Conversion of diacylglycerol to phosphatidylcholine on the basolateral surface of epithelial (Madin-Darby canine kidney) cells. Evidence for the reverse action of a sphingomyelin synthase.

When N-6[7-nitro-2,1,3-benzoxadiazol-4-yl]aminohexanoyl-phosphatidic acid (C6-NBD-PA) is inserted into the plasma membrane of fibroblasts, it is metabolized by the cells to C6-NBD-diacylglycerol (DG), -triacylglycerol, -phosphatidylcholine (PC), and -phosphatidylethanolamine (PE) (Pagano, R. E., Longmuir, K. J., and Martin, O. C. (1983) J. Biol. Chem. 258, 2034-2040). In Madin-Darby canine kidney (MDCK) cells incubated at 10 degrees C with C6-NBD-PA, up to 70% of the newly synthesized C6-NBD-PC but no C6-NBD-PE could be depleted from the basolateral cell surface by the addition of bovine serum albumin to the medium. Preincubation of the cells with [3H]choline for 2 h at 37 degrees C prior to C6-NBD-PA addition at 10 degrees C labeled non-depletable C6-NBD-PC with a specific activity of > 10 times that of the depletable C6-NBD-PC on the basolateral cell surface, indicating that the latter had not been synthesized by the CDP-choline pathway.
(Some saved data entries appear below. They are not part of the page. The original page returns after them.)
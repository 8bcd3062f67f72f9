//! Label matchers used by silences and by alert/silence filters.
//!
//! Filters are written in the Alertmanager expression syntax:
//! `name="value"`, `name!="value"`, `name=~"regex"` and `name!~"regex"`.
//! Quotes around the value are optional.

use crate::core::{LabelSet, Matcher};
use crate::errors::BackendError;
use regex::Regex;

/// A matcher with its regex compiled, ready for evaluation.
#[derive(Debug, Clone)]
pub struct CompiledMatcher {
    name: String,
    value: String,
    regex: Option<Regex>,
    is_equal: bool,
}

impl CompiledMatcher {
    pub fn compile(matcher: &Matcher) -> Result<Self, BackendError> {
        let regex = if matcher.is_regex {
            let anchored = format!("^(?:{})$", matcher.value);
            Some(Regex::new(&anchored).map_err(|e| {
                BackendError::InvalidFilter(format!("invalid regex '{}': {}", matcher.value, e))
            })?)
        } else {
            None
        };
        Ok(Self {
            name: matcher.name.clone(),
            value: matcher.value.clone(),
            regex,
            is_equal: matcher.is_equal,
        })
    }

    /// Evaluates the matcher against a label set. A missing label is treated
    /// as the empty string.
    pub fn matches(&self, labels: &LabelSet) -> bool {
        let value = labels.get(&self.name).map(String::as_str).unwrap_or("");
        let matched = match &self.regex {
            Some(re) => re.is_match(value),
            None => value == self.value,
        };
        matched == self.is_equal
    }
}

/// Parses a single filter expression into a [`Matcher`].
pub fn parse_matcher(expr: &str) -> Result<Matcher, BackendError> {
    let expr = expr.trim();
    let invalid = || BackendError::InvalidFilter(format!("bad matcher format: {}", expr));

    // Operators are checked longest first so "!=" is not read as "=".
    let (pos, op) = ["=~", "!~", "!=", "="]
        .iter()
        .filter_map(|op| expr.find(op).map(|pos| (pos, *op)))
        .min_by_key(|(pos, op)| (*pos, usize::MAX - op.len()))
        .ok_or_else(invalid)?;

    let name = expr[..pos].trim();
    if name.is_empty() {
        return Err(invalid());
    }
    let raw_value = expr[pos + op.len()..].trim();
    let value = unquote(raw_value).ok_or_else(invalid)?;

    let (is_regex, is_equal) = match op {
        "=" => (false, true),
        "!=" => (false, false),
        "=~" => (true, true),
        _ => (true, false),
    };

    Ok(Matcher {
        name: name.to_string(),
        value,
        is_regex,
        is_equal,
    })
}

fn unquote(raw: &str) -> Option<String> {
    if raw.len() >= 2 && raw.starts_with('"') && raw.ends_with('"') {
        Some(raw[1..raw.len() - 1].replace("\\\"", "\""))
    } else if raw.contains('"') {
        None
    } else {
        Some(raw.to_string())
    }
}

/// Parses and compiles a list of filter expressions.
pub fn parse_filter(filter: &[String]) -> Result<Vec<CompiledMatcher>, BackendError> {
    filter
        .iter()
        .map(|expr| parse_matcher(expr).and_then(|m| CompiledMatcher::compile(&m)))
        .collect()
}

/// Returns true when every matcher matches `labels`.
pub fn matches_all(matchers: &[CompiledMatcher], labels: &LabelSet) -> bool {
    matchers.iter().all(|m| m.matches(labels))
}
C6-NBD-DG could substitute for C6-NBD-PA as substrate for both intracellular and surface C6-NBD-PC synthesis. In addition, C6-NBD-PC synthesis on the cell surface was independent of the location of the C6-NBD-chain on the 1- or 2-position, indicating that the reaction occurred by transfer of phosphorylcholine. Using C6-NBD-ceramide, C6-NBD-sphingomyelin (SM) synthesis also was discovered on the basolateral but not on the apical cell surface. The conversion of PC plus ceramide to DG and SM on the basolateral MDCK cell surface suggests that the synthesis of C6-NBD-PC on this surface occurred via the reverse reaction of a SM synthase. Indeed, the surface C6-NBD-PC synthesis was reduced to 40-50% by addition of C6-NBD-ceramide or hydrolysis of cell surface SM by exogenous neutral sphingomyelinase. Since DG activates protein kinase C and ceramide indirectly inhibits this kinase but activates other kinase(s) and phosphatase(s), the phosphocholine transferase at the cell surface may have a regulatory role in signal transduction.